Romain aide la jeune femme à relever le cycliste pour qu’il se retrouve debout sur ses deux jambes encore instables.
– Tout va bien, maintenant, s’efforce de préciser l’individu meurtri pour atténuer l’inquiétude des gens venus à son secours.
Il se tourne vers la femme afin de la remercier. Elle lui fait comprendre qu’elle veut encore vérifier sa blessure au-dessus de l’œil pour la soigner. Tout en lui témoignant sa gratitude, l’homme pivote lentement du côté de Romain.
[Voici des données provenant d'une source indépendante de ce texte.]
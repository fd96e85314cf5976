use chrono_tz::Tz;

use storymetrics_core::ReportFacade;

/// Shared application state injected into every Axum handler via
/// [`axum::extract::State`].
pub struct AppState {
    /// Report engine. Holds the backend clients built once at startup.
    pub reports: ReportFacade,

    /// Timezone used to reduce RFC 3339 instants in query strings to days.
    pub view_timezone: Tz,
}

impl AppState {
    pub fn new(reports: ReportFacade, view_timezone: Tz) -> Self {
        Self {
            reports,
            view_timezone,
        }
    }
}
– Merci, monsieur! dit-t-il en fixant son regard inquisiteur dans celui, troublé, de son jeune interlocuteur.
Ce dernier sent alors son sang se glacer quand il croise le feu perçant de ces yeux bridés, fixés sur lui. Le blessé a un regard de loup, immobile, froid, rigide, sévère. Romain éprouve ce sentiment de panique pétrifiante qu’une proie doit ressentir quand elle est cernée par un prédateur.
Non sans soulagement, il quitte l’endroit qui a servi de décor à cet événement brutal. Comme un automate, remonté pour une destination hasardeuse, il se met à marcher lentement, finalement ravi que cet accident puisse l’empêcher d’assister à la conférence du cycliste maladroit. Il parvient à la promenade des Bastions où l’été venu il aime lire sur un banc. Cet espace, construit entre les fortifications du XVe et du XVIe siècle, lui apporte à l’instant une sérénité bienvenue. Il arrive à proximité de l’ancien kiosque à musique transformé en orangerie, puis en cinématographe. Au printemps, il aime s’attarder auprès des frênes dont les fleurs blanches piquent les narines sensibles en exhalant un parfum titillant. Il admire souvent au gré des saisons les feuilles à cinq lobes des érables champêtres dont les couleurs passent du vert ou rouge-brun au jaune intense. En ce mois d’octobre, les lichens foliacés dégagent une odeur humide de bois mouillé. Les feuilles tombées au sol imprègnent l’air d’une senteur de terre ou d’herbe après l’averse.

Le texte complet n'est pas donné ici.